◆ Required work ◆
In the data below, find every line that has the string "Empty", and copy it.

====== Data listing

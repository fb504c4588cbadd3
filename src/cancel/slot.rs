//! # Single-assignment cancellation cell.
//!
//! Holds the token a task body returns once it has started its background work.
//!
//! ```text
//! Empty ──assign──► Held ──cancel──► Cancelled
//!   │                                   ▲
//!   └──────────────cancel───────────────┘
//! Cancelled ──assign──► token cancelled on the spot
//! ```
//!
//! A cancel that arrives before the body hands its token back is remembered, so
//! the token is released the moment it is assigned instead of leaking.

use parking_lot::Mutex;

use super::Cancellable;

#[derive(Debug, Default)]
enum SlotState {
    #[default]
    Empty,
    Held(Cancellable),
    Cancelled,
}

/// Cell holding at most one [`Cancellable`].
#[derive(Debug, Default)]
pub struct CancellableSlot {
    state: Mutex<SlotState>,
}

impl CancellableSlot {
    pub fn new() -> Self {
        Self::default()
    }

    /// Stores `c`.
    ///
    /// Returns `false` when `c` was released instead: the slot was already
    /// cancelled, or it already holds a token (a second assignment is ignored
    /// and logged).
    pub fn assign(&self, c: Cancellable) -> bool {
        let rejected = {
            let mut state = self.state.lock();
            match &*state {
                SlotState::Empty => {
                    *state = SlotState::Held(c);
                    None
                }
                SlotState::Held(_) => {
                    tracing::warn!("cancellable slot already assigned; releasing the newcomer");
                    Some(c)
                }
                SlotState::Cancelled => Some(c),
            }
        };

        match rejected {
            Some(c) => {
                c.cancel();
                false
            }
            None => true,
        }
    }

    /// Cancels the held token, or marks the slot so a later assignment is
    /// cancelled immediately. Idempotent.
    pub fn cancel(&self) {
        let previous = std::mem::replace(&mut *self.state.lock(), SlotState::Cancelled);
        if let SlotState::Held(c) = previous {
            c.cancel();
        }
    }

    pub fn is_cancelled(&self) -> bool {
        matches!(*self.state.lock(), SlotState::Cancelled)
    }

    pub fn is_assigned(&self) -> bool {
        matches!(*self.state.lock(), SlotState::Held(_))
    }
}
//! # Pipeline: name-keyed registry of tasks.
//!
//! A [`Pipeline`] tracks tasks by logical name while they are live and keeps a
//! bounded history of their terminal statuses afterwards. Every transition of
//! every tracked task is re-published as a [`TaskEvent`] on the pipeline bus.
//!
//! ## Architecture
//! ```text
//! MutableTask::send(status)
//!   lock(task)
//!     └─► Shared::track(id, name, status)
//!           lock(registry)
//!             ├─ Registry::apply()      live map + history ring
//!             ├─ Bus::publish(event)    → subscribe() / spawn_subscriber()
//!             └─ revision += 1          → changes()
//!           unlock
//!   unlock
//! ```
//!
//! ## Rules
//! - Lock order is task → pipeline. The registry lock never calls into a task;
//!   cancellations (eviction, `cancel`, `cancel_all`) run after it is released.
//! - Tasks hold a `Weak` link; dropping the pipeline silently stops tracking.
//! - Reinserting a name cancels the live occupant before the newcomer joins.
//! - A child pipeline knows its parent but nothing is forwarded to it.

use std::fmt;
use std::sync::{Arc, Weak};

use parking_lot::Mutex;

use tokio::sync::broadcast::{self, error::RecvError};
use tokio::sync::watch;
use tokio_util::sync::CancellationToken;

use super::bus::Bus;
use super::event::TaskEvent;
use super::registry::Registry;
use crate::cancel::Cancellable;
use crate::config::Config;
use crate::error::TaskError;
use crate::status::StatusDescription;
use crate::subscribers::Subscribe;
use crate::tasks::{HandleFn, MutableTask, TaskId, TaskName, TaskRef};

/// State shared by all clones of a [`Pipeline`]; tasks link to it weakly.
pub(crate) struct Shared {
    config: Config,
    parent: Option<Weak<Shared>>,
    registry: Mutex<Registry>,
    bus: Bus,
    revision: watch::Sender<u64>,
}

impl Shared {
    fn new(config: Config, parent: Option<Weak<Shared>>) -> Self {
        let (revision, _rx) = watch::channel(0);
        Self {
            registry: Mutex::new(Registry::new(config.history_cap())),
            bus: Bus::new(config.bus_capacity_clamped()),
            config,
            parent,
            revision,
        }
    }

    /// Registers a task joining under `name`.
    ///
    /// Leaves the registry untouched and hands back the live occupant if
    /// another task holds `name`. Called with the joining task's lock held.
    pub(crate) fn admit(
        &self,
        id: TaskId,
        name: &TaskName,
        status: StatusDescription,
        handle: HandleFn<'_>,
    ) -> Result<(), TaskRef> {
        let mut registry = self.registry.lock();
        if let Some(occupant) = registry.occupant(name, id) {
            return Err(occupant);
        }

        if status == StatusDescription::Idle {
            registry.occupy(id, name, handle);
            self.bump();
        } else {
            self.record(&mut registry, id, name, status, handle);
        }
        Ok(())
    }

    fn release(&self, name: &TaskName, id: TaskId) {
        if self.registry.lock().release(name, id) {
            self.bump();
        }
    }

    /// Records one accepted transition. Called with the task's lock held.
    pub(crate) fn track(
        &self,
        id: TaskId,
        name: &TaskName,
        status: StatusDescription,
        handle: HandleFn<'_>,
    ) {
        let mut registry = self.registry.lock();
        self.record(&mut registry, id, name, status, handle);
    }

    fn record(
        &self,
        registry: &mut Registry,
        id: TaskId,
        name: &TaskName,
        status: StatusDescription,
        handle: HandleFn<'_>,
    ) {
        registry.apply(id, name, status, handle);
        tracing::trace!(task = %name, %id, %status, "pipeline tracked transition");
        self.bus.publish(TaskEvent::new(id, name.clone(), status));
        self.bump();
    }

    fn bump(&self) {
        self.revision.send_modify(|rev| *rev = rev.wrapping_add(1));
    }
}
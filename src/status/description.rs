//! # Coarse status taxonomy.
//!
//! [`StatusDescription`] drops success/error payloads so that tasks with
//! different concrete types can be compared, stored and rendered together.
//!
//! | Description | output | failure | active | terminal |
//! |-------------|--------|---------|--------|----------|
//! | `Idle`      |        |         |        |          |
//! | `Started`   | ✓      |         | ✓      |          |
//! | `Progress`  | ✓      |         | ✓      |          |
//! | `Success`   | ✓      |         |        | ✓        |
//! | `Error`     |        | ✓       |        | ✓        |
//! | `Canceled`  |        | ✓       |        | ✓        |

use std::fmt;

/// Payload-free projection of a task status.
#[derive(Debug, Clone, Copy, PartialEq, Eq, Hash)]
pub enum StatusDescription {
    Idle,
    Started,
    Progress,
    Canceled,
    Success,
    Error,
}

impl StatusDescription {
    /// `Started`, `Progress` or `Success`.
    #[inline]
    pub fn is_output(&self) -> bool {
        matches!(
            self,
            StatusDescription::Started | StatusDescription::Progress | StatusDescription::Success
        )
    }

    /// `Canceled` or `Error`.
    #[inline]
    pub fn is_failure(&self) -> bool {
        matches!(self, StatusDescription::Canceled | StatusDescription::Error)
    }

    /// `Started` or `Progress`.
    #[inline]
    pub fn is_active(&self) -> bool {
        matches!(self, StatusDescription::Started | StatusDescription::Progress)
    }

    /// `Canceled`, `Success` or `Error`.
    #[inline]
    pub fn is_terminal(&self) -> bool {
        matches!(
            self,
            StatusDescription::Canceled | StatusDescription::Success | StatusDescription::Error
        )
    }

    /// Returns a short stable label (snake_case) for use in logs/metrics.
    pub fn as_label(&self) -> &'static str {
        match self {
            StatusDescription::Idle => "idle",
            StatusDescription::Started => "started",
            StatusDescription::Progress => "progress",
            StatusDescription::Canceled => "canceled",
            StatusDescription::Success => "success",
            StatusDescription::Error => "error",
        }
    }
}

impl fmt::Display for StatusDescription {
    fn fmt(&self, f: &mut fmt::Formatter<'_>) -> fmt::Result {
        f.write_str(self.as_label())
    }
}

/// Coarse comparison used by renderers that only care about "is anything going on".
///
/// An absent description (no task, no history) matches only [`StatusMatch::Idle`].
///
/// # Example
/// ```
/// use taskpipe::{StatusDescription, StatusMatch};
///
/// assert!(StatusMatch::Idle.matches(None));
/// assert!(StatusMatch::Active.matches(Some(StatusDescription::Progress)));
/// assert!(StatusMatch::Failure.matches(Some(StatusDescription::Canceled)));
/// assert!(!StatusMatch::Active.matches(None));
/// ```
#[derive(Debug, Clone, Copy, PartialEq, Eq, Hash)]
pub enum StatusMatch {
    Idle,
    Active,
    Failure,
}

impl StatusMatch {
    pub fn matches(&self, description: Option<StatusDescription>) -> bool {
        match (self, description) {
            (StatusMatch::Idle, None) => true,
            (StatusMatch::Idle, Some(d)) => d == StatusDescription::Idle,
            (StatusMatch::Active, Some(d)) => d.is_active(),
            (StatusMatch::Failure, Some(d)) => d.is_failure(),
            (StatusMatch::Active | StatusMatch::Failure, None) => false,
        }
    }
}

#[cfg(test)]
mod tests {
    use super::*;

    const ALL: [StatusDescription; 6] = [
        StatusDescription::Idle,
        StatusDescription::Started,
        StatusDescription::Progress,
        StatusDescription::Canceled,
        StatusDescription::Success,
        StatusDescription::Error,
    ];

    #[test]
    fn output_and_failure_are_disjoint() {
        for d in ALL {
            assert!(!(d.is_output() && d.is_failure()), "{d}");
        }
    }

    #[test]
    fn active_is_output_but_not_terminal() {
        for d in ALL.into_iter().filter(StatusDescription::is_active) {
            assert!(d.is_output());
            assert!(!d.is_terminal());
        }
    }

    #[test]
    fn idle_is_nothing() {
        let idle = StatusDescription::Idle;
        assert!(!idle.is_output() && !idle.is_failure() && !idle.is_active() && !idle.is_terminal());
        assert!(StatusMatch::Idle.matches(Some(idle)));
        assert!(!StatusMatch::Failure.matches(Some(idle)));
    }
}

============

◆ Output of the task ◆
//! Empty ──assign──► Held ──cancel──► Cancelled
    Empty,
                SlotState::Empty => {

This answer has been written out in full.